Re: [sqlite] How to increase performance when inserting a lot of small data into table using indices

2019-09-12 Thread Jens Alfke


> On Sep 12, 2019, at 12:33 PM, mailing lists  wrote:
> 
> the application also runs on mobile devices and the insertion (excluding 
> indexing) also takes a couple of minutes. This means that the user might 
> switch to another app during insertion and - in the worst case - the system 
> is just terminating my background app. So, all the insertion is lost in case 
> of a single transaction.

[Off-topic]

Your app should not be getting terminated without notice! Use the platform's 
APIs for requesting background time. I'm not an Android programmer, but here's 
what to do on iOS:

When notified the app is being backgrounded, call 
UIApplication.beginBackgroundTask. The OS will give you more time to run. More 
importantly, you'll be notified when the OS wants you to quit, and can clean up 
(i.e. commit the transaction).

To guard against conditions where the OS needs to terminate the app while it's 
in the foreground (low memory or low battery), implement the 
UIApplicationDelegate method applicationWillTerminate and perform the same 
cleanup there.

Note that you won't get notifications like this if your DB processing is 
blocking the main thread's runloop. To prevent that, do the work on a 
background thread, or at least put the runloop in a modal state and 
periodically run it for an iteration.

—Jens
___
sqlite-users mailing list
sqlite-users@mailinglists.sqlite.org
http://mailinglists.sqlite.org/cgi-bin/mailman/listinfo/sqlite-users


Re: [sqlite] How to increase performance when inserting a lot of small data into table using indices

2019-09-12 Thread mailing lists
Hi,

> Am 2019-09-12 um 10:55 schrieb Keith Medcalf :
> 
> 
> On Tuesday, 10 September, 2019 09:26, mailing lists  
> wrote:
> 
>> I cannot really put all the inserts into one transaction because in case of
>> a failure I loose all the already inserted data. 
> 
> Why is that important?  Cannot you just load it again from whence it came in 
> the first place on failure?  

the application also runs on mobile devices and the insertion (excluding 
indexing) also takes a couple of minutes. This means that the user might switch 
to another app during insertion and - in the worst case - the system is just 
terminating my background app. So, all the insertion is lost in case of a 
single transaction. This scenario should be prevented.

> 
>> There is hardly any performance gain anymore when doing 1000 or 10 000
>> insertions in one transaction including immediate insertion into indices
>> (in my case the difference is in the per cent range).
> 
> I find that the difference between (a) "inserting all the data into a table 
> with indexes in a single transaction"; (b) "inserting all the data into a 
> table without indexes in a single transaction and then create the indexes"; 
> and, (d) "within a single transaction drop the indexes, insert all the data, 
> then create the indexes" is:
> 
> (b) is about 10% faster than (a)
> (c) is about 40& faster than (a)
> 
> smaller batch sizes result in more random I/O and performance decreases as 
> the batch size decreases.
> 
> -- 
> The fact that there's a Highway to Hell but only a Stairway to Heaven says a 
> lot about anticipated traffic volume.
> 
> 
> 
> ___
> sqlite-users mailing list
> sqlite-users@mailinglists.sqlite.org
> http://mailinglists.sqlite.org/cgi-bin/mailman/listinfo/sqlite-users

___
sqlite-users mailing list
sqlite-users@mailinglists.sqlite.org
http://mailinglists.sqlite.org/cgi-bin/mailman/listinfo/sqlite-users


Re: [sqlite] How to increase performance when inserting a lot of small data into table using indices

2019-09-12 Thread Keith Medcalf

On Tuesday, 10 September, 2019 09:26, mailing lists  
wrote:

>I cannot really put all the inserts into one transaction because in case of
>a failure I loose all the already inserted data. 
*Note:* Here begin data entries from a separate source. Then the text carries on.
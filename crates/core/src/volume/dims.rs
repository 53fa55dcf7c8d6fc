//! Volume dimensions and the packed addressing contract

use crate::error::{Error, Result};
use crate::volume::Position;

/// Edge length of a storage tile, in voxels
pub const TILE_EDGE: i32 = 4;
/// Bits (voxels) per tile
pub const TILE_BITS: usize = 64;
/// Machine words per tile
pub const WORDS_PER_TILE: usize = 2;
/// Bits per machine word
pub const WORD_BITS: usize = 32;

/// Dimensions of a 3D voxel volume.
///
/// `VolumeDims` owns the two addressing contracts every algorithm relies on:
///
/// - the linear index `z * width * height + y * width + x`, used for pore-map
///   keys and front lists;
/// - the packed word address: the volume is partitioned into 4x4x4-voxel
///   tiles of 64 bits (two u32 words), a voxel's tile comes from `x >> 2`,
///   `y >> 2`, `z >> 2` and its intra-tile bit from the low two bits of each
///   coordinate, so a small search window touches few cache lines.
#[derive(Debug, Clone, Copy, PartialEq, Eq)]
pub struct VolumeDims {
    pub width: i32,
    pub height: i32,
    pub depth: i32,
}

impl VolumeDims {
    /// Create validated dimensions.
    ///
    /// All axes must be positive and the voxel count must stay below 2^31 so
    /// linear indices fit the persisted `i32` representation.
    pub fn new(width: i32, height: i32, depth: i32) -> Result<Self> {
        if width <= 0 || height <= 0 || depth <= 0 {
            return Err(Error::InvalidDimensions {
                width,
                height,
                depth,
            });
        }
        let voxels = width as i64 * height as i64 * depth as i64;
        if voxels > i32::MAX as i64 {
            return Err(Error::InvalidParameter {
                name: "dimensions",
                value: format!("{}x{}x{}", width, height, depth),
                reason: "volume exceeds 2^31 - 1 voxels".to_string(),
            });
        }
        Ok(Self {
            width,
            height,
            depth,
        })
    }

    /// Total number of voxels
    pub fn voxel_count(&self) -> usize {
        self.width as usize * self.height as usize * self.depth as usize
    }

    /// Voxels per z-slice
    pub fn slice_len(&self) -> usize {
        self.width as usize * self.height as usize
    }

    /// Tile grid extents per axis
    pub fn tiles(&self) -> (i32, i32, i32) {
        (
            (self.width + TILE_EDGE - 1) / TILE_EDGE,
            (self.height + TILE_EDGE - 1) / TILE_EDGE,
            (self.depth + TILE_EDGE - 1) / TILE_EDGE,
        )
    }

    /// Number of u32 words backing the packed buffer
    pub fn word_count(&self) -> usize {
        let (tx, ty, tz) = self.tiles();
        tx as usize * ty as usize * tz as usize * WORDS_PER_TILE
    }

    /// Whether a position lies inside the volume
    pub fn contains(&self, p: Position) -> bool {
        p.x >= 0
            && p.x < self.width
            && p.y >= 0
            && p.y < self.height
            && p.z >= 0
            && p.z < self.depth
    }

    /// Error-producing bounds check
    pub fn check(&self, p: Position) -> Result<()> {
        if self.contains(p) {
            Ok(())
        } else {
            Err(Error::IndexOutOfBounds {
                x: p.x,
                y: p.y,
                z: p.z,
                width: self.width,
                height: self.height,
                depth: self.depth,
            })
        }
    }

    /// Linear index of an in-bounds position
    pub fn linear_index(&self, p: Position) -> usize {
        (p.z as usize * self.height as usize + p.y as usize) * self.width as usize + p.x as usize
    }

    /// Position of a linear index
    pub fn position_of(&self, index: usize) -> Position {
        let slice = self.slice_len();
        let z = index / slice;
        let rem = index % slice;
        let y = rem / self.width as usize;
        let x = rem % self.width as usize;
        Position::new(x as i32, y as i32, z as i32)
    }

    /// Packed address of an in-bounds position: (word index, bit within word)
    pub fn word_bit(&self, p: Position) -> (usize, u32) {
        let (tx, ty, _) = self.tiles();
        let tile = (p.x >> 2) as usize
            + tx as usize * ((p.y >> 2) as usize + ty as usize * (p.z >> 2) as usize);
        let bit = ((p.z & 3) << 4 | (p.y & 3) << 2 | (p.x & 3)) as usize;
        (tile * WORDS_PER_TILE + (bit >> 5), (bit & 31) as u32)
    }
}
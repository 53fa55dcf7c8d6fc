//! PoroVox CLI - Pore-scale core-sample analysis

use anyhow::{Context, Result};
use clap::{Parser, Subcommand};
use indicatif::{ProgressBar, ProgressDrawTarget, ProgressStyle};
use rand::rngs::StdRng;
use rand::{Rng, SeedableRng};
use serde::Serialize;
use std::collections::BTreeMap;
use std::fs::File;
use std::path::PathBuf;
use std::time::Instant;
use tracing::{info, Level};
use tracing_subscriber::FmtSubscriber;

use porovox_algorithms::clustering::{
    cluster_pores, cluster_sizes, size_distribution, ClusterParams, ClusteringStrategy,
};
use porovox_algorithms::morphology::{denoise, open, DenoiseParams, OpenParams};
use porovox_backend::{num_cpus, CpuBackend, MorphologyBackend, ProcessingMode};
use porovox_colormap::{
    auto_params, diameter_layer, segmentation_layer, ColorScheme, SOLID,
};
use porovox_core::io::{read_volume, write_volume};
use porovox_core::volume::{LayerImage, Position, Rgba};
use porovox_core::{Image, NullProgress, ProgressAdapter};

#[cfg(feature = "accel")]
use porovox_backend::{WgpuBackend, WgpuContext};
#[cfg(feature = "accel")]
use std::sync::Arc;

/// Pore pixel for phase rendering
const PORE: Rgba = [232, 232, 236, 255];

// ─── CLI structure ──────────────────────────────────────────────────────

#[derive(Parser)]
#[command(name = "porovox")]
#[command(author, version, about = "Pore-scale core-sample analysis", long_about = None)]
struct Cli {
    /// Verbose output
    #[arg(short, long, global = true)]
    verbose: bool,

    #[command(subcommand)]
    command: Commands,
}

#[derive(Subcommand)]
enum Commands {
    /// Show information about a volume file
    Info {
        /// Input volume file
        input: PathBuf,
    },
    /// Generate a synthetic grain-pack volume
    Synth {
        /// Output volume file
        output: PathBuf,
        /// Volume width in voxels
        #[arg(long, default_value = "64")]
        width: i32,
        /// Volume height in voxels
        #[arg(long, default_value = "64")]
        height: i32,
        /// Volume depth in voxels
        #[arg(long, default_value = "64")]
        depth: i32,
        /// Target porosity (pore fraction)
        #[arg(short, long, default_value = "0.35")]
        porosity: f64,
        /// Grain radius range as "min,max"
        #[arg(long, default_value = "3,7")]
        grain_radius: String,
        /// Random seed
        #[arg(short, long, default_value = "42")]
        seed: u64,
    },
    /// Remove thin solid speckle by erode-dilate
    Denoise {
        /// Input volume file
        input: PathBuf,
        /// Output volume file
        output: PathBuf,
        /// Structuring element diameter
        #[arg(short, long, default_value = "3")]
        diameter: i32,
        /// Run single-threaded
        #[arg(long)]
        sequential: bool,
        /// Worker threads for parallel passes
        #[arg(short, long)]
        threads: Option<usize>,
        /// Morphology backend: cpu or gpu
        #[arg(short, long, default_value = "cpu")]
        backend: String,
    },
    /// Run the maximal-ball opener
    Open {
        /// Input volume file
        input: PathBuf,
        /// Output volume file
        output: PathBuf,
        /// Stop after this ball diameter
        #[arg(short, long)]
        max_diameter: Option<i8>,
        /// Denoise at this diameter before opening
        #[arg(long)]
        denoise: Option<i32>,
        /// Run single-threaded
        #[arg(long)]
        sequential: bool,
        /// Worker threads for parallel passes
        #[arg(short, long)]
        threads: Option<usize>,
        /// Morphology backend: cpu or gpu
        #[arg(short, long, default_value = "cpu")]
        backend: String,
    },
    /// Cluster pore voxels into bodies
    Cluster {
        /// Input volume file (must be opened first)
        input: PathBuf,
        /// Output volume file
        output: PathBuf,
        /// Strategy: ball or watershed
        #[arg(short, long, default_value = "ball")]
        strategy: String,
        /// Watershed search radius cap
        #[arg(long, default_value = "4")]
        radius_cap: i32,
        /// Run single-threaded
        #[arg(long)]
        sequential: bool,
        /// Worker threads for parallel passes
        #[arg(short, long)]
        threads: Option<usize>,
    },
    /// Render one z-slice to a TIFF image
    Render {
        /// Input volume file
        input: PathBuf,
        /// Output TIFF file
        output: PathBuf,
        /// Slice depth
        #[arg(short, long, default_value = "0")]
        z: i32,
        /// Field to render: phase, diameter, cluster
        #[arg(short, long, default_value = "phase")]
        field: String,
        /// Color scheme for diameter rendering
        #[arg(long, default_value = "blue-red")]
        scheme: String,
        /// Ramp low end (defaults to the observed minimum)
        #[arg(long)]
        min: Option<f64>,
        /// Ramp high end (defaults to the observed maximum)
        #[arg(long)]
        max: Option<f64>,
    },
    /// Print analysis statistics, optionally as JSON
    Stats {
        /// Input volume file
        input: PathBuf,
        /// Write JSON to this file instead of a text report
        #[arg(long)]
        json: Option<PathBuf>,
    },
}

// ─── Helpers ────────────────────────────────────────────────────────────

fn setup_logging(verbose: bool) {
    let level = if verbose { Level::DEBUG } else { Level::INFO };
    let subscriber = FmtSubscriber::builder()
        .with_max_level(level)
        .with_target(false)
        .finish();
    tracing::subscriber::set_global_default(subscriber).expect("setting default subscriber failed");
}

fn spinner(msg: &str) -> ProgressBar {
    let pb = ProgressBar::new_spinner();
    pb.set_style(
        ProgressStyle::default_spinner()
            .template("{spinner:.green} {msg}")
            .unwrap(),
    );
    pb.set_message(msg.to_string());
    pb.enable_steady_tick(std::time::Duration::from_millis(100));
    pb
}

/// Progress bar adapter for engine passes
struct BarProgress {
    bar: ProgressBar,
}

impl BarProgress {
    fn new() -> Self {
        Self {
            bar: ProgressBar::hidden(),
        }
    }

    fn finish(&self) {
        self.bar.finish_and_clear();
    }
}

impl ProgressAdapter for BarProgress {
    fn set_range(&mut self, steps: usize) {
        if self.bar.is_hidden() {
            self.bar.set_style(
                ProgressStyle::default_bar()
                    .template("{bar:32.cyan/blue} {pos}/{len} {msg}")
                    .unwrap(),
            );
            self.bar.set_draw_target(ProgressDrawTarget::stderr());
        }
        self.bar.set_length(steps as u64);
        self.bar.set_position(0);
    }

    fn update(&mut self, step: usize, message: &str) {
        self.bar.set_position(step as u64);
        self.bar.set_message(message.to_string());
    }
}

fn read_image(path: &PathBuf) -> Result<Image> {
    let pb = spinner("Reading volume...");
    let image = read_volume(path, &mut NullProgress)
        .with_context(|| format!("Failed to read {}", path.display()))?;
    pb.finish_and_clear();
    let dims = image.dims();
    info!("Input: {} x {} x {}", dims.width, dims.height, dims.depth);
    Ok(image)
}

fn write_image(image: &Image, path: &PathBuf) -> Result<()> {
    let pb = spinner("Writing volume...");
    write_volume(image, path).with_context(|| format!("Failed to write {}", path.display()))?;
    pb.finish_and_clear();
    Ok(())
}
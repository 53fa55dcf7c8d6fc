//! Native volume format reading/writing
//!
//! Binary, little-endian, versionless: one reserved byte, the dimensions,
//! the pore count, the packed voxel words, the processed-snapshot table and
//! the pore map. Loading validates the stored word count against the
//! dimensions and fails loudly on disagreement.

use std::fs::File;
use std::io::{BufReader, BufWriter, Cursor, Read, Write};
use std::path::Path;

use byteorder::{LittleEndian, ReadBytesExt, WriteBytesExt};

use crate::error::{Error, Result};
use crate::progress::ProgressAdapter;
use crate::volume::{Image, PackedVolume, PoreVoxel, VolumeDims};

/// Words transferred between progress updates while streaming buffers
const WORD_CHUNK: usize = 4096;
/// Pore-map entries between progress updates
const ENTRY_CHUNK: usize = 65536;

/// Read a volume file into an [`Image`]
pub fn read_volume<P>(path: P, progress: &mut dyn ProgressAdapter) -> Result<Image>
where
    P: AsRef<Path>,
{
    let file = File::open(path.as_ref())?;
    decode_volume(BufReader::new(file), progress)
}

/// Read a volume from an in-memory buffer into an [`Image`]
///
/// Same as `read_volume` but operates on a byte slice instead of a file
/// path, for hosts without filesystem access.
pub fn read_volume_from_buffer(
    data: &[u8],
    progress: &mut dyn ProgressAdapter,
) -> Result<Image> {
    decode_volume(Cursor::new(data), progress)
}

/// Write an [`Image`] to a volume file
pub fn write_volume<P>(image: &Image, path: P) -> Result<()>
where
    P: AsRef<Path>,
{
    let file = File::create(path.as_ref())?;
    let mut writer = BufWriter::new(file);
    encode_volume(image, &mut writer)?;
    writer.flush()?;
    Ok(())
}

/// Write an [`Image`] to an in-memory buffer in the volume format
pub fn write_volume_to_buffer(image: &Image) -> Result<Vec<u8>> {
    let mut buf = Vec::new();
    encode_volume(image, &mut buf)?;
    Ok(buf)
}

/// Internal: decode a volume from any `Read` source
fn decode_volume<R: Read>(mut reader: R, progress: &mut dyn ProgressAdapter) -> Result<Image> {
    let _reserved = reader.read_u8()?;
    let width = reader.read_i32::<LittleEndian>()?;
    let height = reader.read_i32::<LittleEndian>()?;
    let depth = reader.read_i32::<LittleEndian>()?;
    let dims = VolumeDims::new(width, height, depth)?;

    let black = reader.read_u32::<LittleEndian>()? as u64;

    let word_count = reader.read_u32::<LittleEndian>()? as usize;
    let expected = dims.word_count();
    if word_count != expected {
        return Err(Error::SizeMismatch {
            expected: expected as u64,
            found: word_count as u64,
        });
    }

    progress.set_range(word_count);
    let words = read_words(&mut reader, word_count, progress, "voxel buffer")?;
    let raw = PackedVolume::from_words(dims, words)?;

    let processed_count = reader.read_u32::<LittleEndian>()? as usize;
    let mut processed = std::collections::BTreeMap::new();
    if processed_count > 0 {
        progress.set_range(processed_count * word_count);
        for i in 0..processed_count {
            let diameter = reader.read_i32::<LittleEndian>()?;
            if !(1..=i8::MAX as i32).contains(&diameter) {
                return Err(Error::Other(format!(
                    "invalid processed-snapshot diameter {}",
                    diameter
                )));
            }
            let mut phase = OffsetProgress {
                inner: &mut *progress,
                offset: i * word_count,
            };
            let label = format!("snapshot d={}", diameter);
            let words = read_words(&mut reader, word_count, &mut phase, &label)?;
            processed.insert(diameter as i8, PackedVolume::from_words(dims, words)?);
        }
    }

    let entry_count = reader.read_u32::<LittleEndian>()? as usize;
    progress.set_range(entry_count);
    let mut entries = Vec::with_capacity(entry_count);
    for i in 0..entry_count {
        let index = reader.read_i32::<LittleEndian>()?;
        let dist_min = reader.read_i8()?;
        let diam_max = reader.read_i8()?;
        let cluster = reader.read_i32::<LittleEndian>()?;
        if index < 0 || index as usize >= dims.voxel_count() {
            return Err(Error::Other(format!(
                "pore-map index {} outside volume of {} voxels",
                index,
                dims.voxel_count()
            )));
        }
        entries.push((
            index as u32,
            PoreVoxel {
                cluster,
                diam_max,
                dist_min,
            },
        ));
        if i % ENTRY_CHUNK == 0 {
            progress.update(i, "pore map");
        }
    }
    progress.update(entry_count, "pore map");

    Ok(Image::from_parts(raw, Some(black), processed, entries))
}

/// Internal: encode an [`Image`] into any `Write` sink
fn encode_volume<W: Write>(image: &Image, writer: &mut W) -> Result<()> {
    let dims = image.dims();
    writer.write_u8(0)?;
    writer.write_i32::<LittleEndian>(dims.width)?;
    writer.write_i32::<LittleEndian>(dims.height)?;
    writer.write_i32::<LittleEndian>(dims.depth)?;
    // The dimension cap bounds voxel counts below 2^31, so this cast is exact
    writer.write_u32::<LittleEndian>(image.black_voxels() as u32)?;

    let words = image.raw().words();
    writer.write_u32::<LittleEndian>(words.len() as u32)?;
    write_words(writer, words)?;

    let processed = image.processed();
    writer.write_u32::<LittleEndian>(processed.len() as u32)?;
    for (&diameter, snapshot) in processed {
        writer.write_i32::<LittleEndian>(diameter as i32)?;
        write_words(writer, snapshot.words())?;
    }

    let entries = image.pore_map().sorted_entries();
    writer.write_u32::<LittleEndian>(entries.len() as u32)?;
    for (index, voxel) in entries {
        writer.write_i32::<LittleEndian>(index as i32)?;
        writer.write_i8(voxel.dist_min)?;
        writer.write_i8(voxel.diam_max)?;
        writer.write_i32::<LittleEndian>(voxel.cluster)?;
    }
    Ok(())
}

fn read_words<R: Read>(
    reader: &mut R,
    count: usize,
    progress: &mut dyn ProgressAdapter,
    label: &str,
) -> Result<Vec<u32>> {
    let mut words = vec![0u32; count];
    let mut done = 0;
    while done < count {
        let take = WORD_CHUNK.min(count - done);
        reader.read_u32_into::<LittleEndian>(&mut words[done..done + take])?;
        done += take;
        progress.update(done, label);
    }
    Ok(words)
}

fn write_words<W: Write>(writer: &mut W, words: &[u32]) -> Result<()> {
    for &word in words {
        writer.write_u32::<LittleEndian>(word)?;
    }
    Ok(())
}

/// Adds a fixed offset to reported steps so multi-buffer phases advance one
/// shared range.
struct OffsetProgress<'a> {
    inner: &'a mut dyn ProgressAdapter,
    offset: usize,
}

impl ProgressAdapter for OffsetProgress<'_> {
    fn set_range(&mut self, steps: usize) {
        self.inner.set_range(steps);
    }

    fn update(&mut self, step: usize, message: &str) {
        self.inner.update(self.offset + step, message);
    }
}
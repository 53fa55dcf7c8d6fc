//! I/O for the native volume format

mod native;

pub use native::{read_volume, read_volume_from_buffer, write_volume, write_volume_to_buffer};
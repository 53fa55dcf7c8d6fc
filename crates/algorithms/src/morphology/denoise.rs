//! Morphological denoising of the solid phase
//!
//! One erosion followed by one dilation at a fixed diameter. Solid features
//! thinner than the diameter disappear in the erosion and leave no boundary
//! to regrow from; thicker structures lose their skin and get it back.

use porovox_backend::{CpuBackend, MorphologyBackend, ProcessingMode};
use porovox_core::{
    Algorithm, Error, Image, NullProgress, ParallelAlgorithm, ProgressAdapter, Result,
};

use super::border::{classify_fronts, Phase};
use super::element::SphereElement;

/// Parameters for denoising
#[derive(Debug, Clone, Copy)]
pub struct DenoiseParams {
    /// Structuring element diameter; 1 is the identity
    pub diameter: i32,
    /// Execution mode for the classification scans
    pub mode: ProcessingMode,
}

impl Default for DenoiseParams {
    fn default() -> Self {
        Self {
            diameter: 3,
            mode: ProcessingMode::default(),
        }
    }
}

/// Erode then re-dilate the solid phase at `params.diameter`.
///
/// Mutates only the raw voxel buffer. Derived state (pore map, processed
/// snapshots, cached counts) is invalidated; rerun the opener afterwards if
/// morphology queries are needed.
pub fn denoise(
    image: &mut Image,
    backend: &dyn MorphologyBackend,
    params: &DenoiseParams,
    progress: &mut dyn ProgressAdapter,
) -> Result<()> {
    if params.diameter < 1 {
        return Err(Error::InvalidParameter {
            name: "diameter",
            value: params.diameter.to_string(),
            reason: "denoise diameter must be at least 1".to_string(),
        });
    }
    let element = SphereElement::build(params.diameter)?;
    progress.set_range(2);

    let volume = image.raw_mut();
    let pore_fronts = classify_fronts(volume, Phase::Pore, params.mode);
    backend.erode(volume, &pore_fronts, element.surface(), element.corner())?;
    progress.update(1, "eroded thin solids");

    let solid_fronts = classify_fronts(volume, Phase::Solid, params.mode);
    backend.dilate(volume, &solid_fronts, element.surface(), element.corner())?;
    progress.update(2, "restored solid boundary");
    Ok(())
}

/// Thin-feature removal algorithm
pub struct Denoise;

impl Algorithm for Denoise {
    type Input = Image;
    type Output = Image;
    type Params = DenoiseParams;
    type Error = Error;

    fn name(&self) -> &'static str {
        "denoise"
    }

    fn description(&self) -> &'static str {
        "Removes solid features thinner than the chosen diameter"
    }

    fn execute(&self, mut input: Image, params: DenoiseParams) -> Result<Image> {
        let backend = CpuBackend::new(params.mode);
        denoise(&mut input, &backend, &params, &mut NullProgress)?;
        Ok(input)
    }
}

impl ParallelAlgorithm for Denoise {
    fn execute_parallel(&self, input: Image, mut params: DenoiseParams) -> Result<Image> {
        params.mode = ProcessingMode::Parallel;
        self.execute(input, params)
    }
}
//! Color schemes for rendering analysis fields.
//!
//! Continuous ramps map a normalized scalar (typically an inscribed-ball
//! diameter) to a color. The categorical palette in [`cluster_color`]
//! assigns each pore body a stable hue by stepping around the color
//! wheel with the golden-ratio conjugate, which keeps consecutive ids
//! visually far apart.

// ─── basic color types ───────────────────────────────────────────────────────

/// An RGB color with 8-bit channels.
#[derive(Debug, Clone, Copy, PartialEq, Eq)]
pub struct Rgb {
    pub r: u8,
    pub g: u8,
    pub b: u8,
}

impl Rgb {
    pub const fn new(r: u8, g: u8, b: u8) -> Self {
        Self { r, g, b }
    }
}

/// A stop on a color ramp: position `t` in [0, 1] and its color.
#[derive(Debug, Clone, Copy)]
pub struct ColorStop {
    pub t: f64,
    pub color: Rgb,
}

impl ColorStop {
    pub const fn new(t: f64, color: Rgb) -> Self {
        Self { t, color }
    }
}

// ─── color schemes ───────────────────────────────────────────────────────────

/// Continuous color ramps for scalar fields.
#[derive(Debug, Clone, Copy, PartialEq, Eq, Default)]
pub enum ColorScheme {
    /// Cold blue for narrow throats through green to red for large bodies.
    #[default]
    BlueRed,
    /// Black-body ramp from black through red and orange to near white.
    Thermal,
    /// Linear gray ramp.
    Grayscale,
}

impl ColorScheme {
    /// All available schemes, for CLI listings.
    pub const ALL: &'static [ColorScheme] = &[
        ColorScheme::BlueRed,
        ColorScheme::Thermal,
        ColorScheme::Grayscale,
    ];

    pub fn name(&self) -> &'static str {
        match self {
            ColorScheme::BlueRed => "blue-red",
            ColorScheme::Thermal => "thermal",
            ColorScheme::Grayscale => "grayscale",
        }
    }
}

// ─── stop tables ─────────────────────────────────────────────────────────────

const BLUE_RED: &[ColorStop] = &[
    ColorStop::new(0.00, Rgb::new(13, 71, 161)),
    ColorStop::new(0.25, Rgb::new(66, 165, 245)),
    ColorStop::new(0.50, Rgb::new(102, 187, 106)),
    ColorStop::new(0.75, Rgb::new(255, 167, 38)),
    ColorStop::new(1.00, Rgb::new(198, 40, 40)),
];

const THERMAL: &[ColorStop] = &[
    ColorStop::new(0.00, Rgb::new(0, 0, 0)),
    ColorStop::new(0.25, Rgb::new(120, 20, 8)),
    ColorStop::new(0.50, Rgb::new(220, 80, 10)),
    ColorStop::new(0.75, Rgb::new(255, 180, 40)),
    ColorStop::new(1.00, Rgb::new(255, 255, 240)),
];

const GRAYSCALE: &[ColorStop] = &[
    ColorStop::new(0.00, Rgb::new(0, 0, 0)),
    ColorStop::new(0.50, Rgb::new(128, 128, 128)),
    ColorStop::new(1.00, Rgb::new(255, 255, 255)),
];

// ─── interpolation ───────────────────────────────────────────────────────────

fn lerp(a: f64, b: f64, t: f64) -> f64 {
    a + (b - a) * t
}

fn lerp_color(a: Rgb, b: Rgb, t: f64) -> Rgb {
    Rgb::new(
        lerp(f64::from(a.r), f64::from(b.r), t).round() as u8,
        lerp(f64::from(a.g), f64::from(b.g), t).round() as u8,
        lerp(f64::from(a.b), f64::from(b.b), t).round() as u8,
    )
}

fn multi_stop(stops: &[ColorStop], t: f64) -> Rgb {
    if t <= stops[0].t {
        return stops[0].color;
    }
    let last = stops[stops.len() - 1];
    if t >= last.t {
        return last.color;
    }
    for pair in stops.windows(2) {
        let (lo, hi) = (pair[0], pair[1]);
        if t <= hi.t {
            let local = (t - lo.t) / (hi.t - lo.t);
            return lerp_color(lo.color, hi.color, local);
        }
    }
    last.color
}

/// Evaluates a scheme at normalized position `t`, clamping to [0, 1].
pub fn evaluate(scheme: ColorScheme, t: f64) -> Rgb {
    let stops = match scheme {
        ColorScheme::BlueRed => BLUE_RED,
        ColorScheme::Thermal => THERMAL,
        ColorScheme::Grayscale => GRAYSCALE,
    };
    multi_stop(stops, t)
}

// ─── categorical cluster palette ─────────────────────────────────────────────

/// Hue step between consecutive cluster ids, the golden-ratio conjugate.
const GOLDEN_RATIO_CONJUGATE: f64 = 0.618_033_988_749_895;

/// Color for voxels whose cluster is still unresolved.
const UNRESOLVED: Rgb = Rgb::new(64, 64, 64);

/// A stable categorical color for a cluster id.
///
/// Ids are arbitrary voxel indices, so the palette derives the hue from
/// the id directly rather than from an enumeration order. The same id
/// always renders the same color, across slices and across runs.
pub fn cluster_color(id: i32) -> Rgb {
    if id < 0 {
        return UNRESOLVED;
    }
    let hue = (f64::from(id) * GOLDEN_RATIO_CONJUGATE).fract();
    hsv_to_rgb(hue, 0.62, 0.92)
}

fn hsv_to_rgb(h: f64, s: f64, v: f64) -> Rgb {
    let h6 = h * 6.0;
    let sector = (h6.floor() as i32).rem_euclid(6);
    let f = h6 - h6.floor();
    let p = v * (1.0 - s);
    let q = v * (1.0 - s * f);
    let t = v * (1.0 - s * (1.0 - f));
    let (r, g, b) = match sector {
        0 => (v, t, p),
        1 => (q, v, p),
        2 => (p, v, t),
        3 => (p, q, v),
        4 => (t, v, q),
        _ => (v, p, q),
    };
    Rgb::new(
        (r * 255.0).round() as u8,
        (g * 255.0).round() as u8,
        (b * 255.0).round() as u8,
    )
}

// ─── tests ───────────────────────────────────────────────────────────────────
Why is that important?  Cannot you just load it again from whence it came in 
the first place on failure?  

>There is hardly any performance gain anymore when doing 1000 or 10 000
>insertions in one transaction including immediate insertion into indices
>(in my case the difference is in the per cent range).

I find that the difference between (a) "inserting all the data into a table 
with indexes in a single transaction"; (b) "inserting all the data into a table 
without indexes in a single transaction and then create the indexes"; and, (d) 
"within a single transaction drop the indexes, insert all the data, then create 
the indexes" is:

(b) is about 10% faster than (a)
(c) is about 40& faster than (a)

smaller batch sizes result in more random I/O and performance decreases as the 
batch size decreases.

-- 
The fact that there's a Highway to Hell but only a Stairway to Heaven says a 
lot about anticipated traffic volume.



___
sqlite-users mailing list
sqlite-users@mailinglists.sqlite.org
http://mailinglists.sqlite.org/cgi-bin/mailman/listinfo/sqlite-users


Re: [sqlite] How to increase performance when inserting a lot of small data into table using indices

2019-09-12 Thread Valentin Davydov
On Tue, Sep 10, 2019 at 05:25:38PM +0200, mailing lists wrote:
> Hi,
> 
> I cannot really put all the inserts into one transaction because in case of a 
> failure I loose all the already inserted data. Though I made some tests. 
> There is hardly any performance gain anymore when doing 1000 or 10 000 
> insertions in one transaction including immediate insertion into indices (in 
> my case the difference is in the per cent range).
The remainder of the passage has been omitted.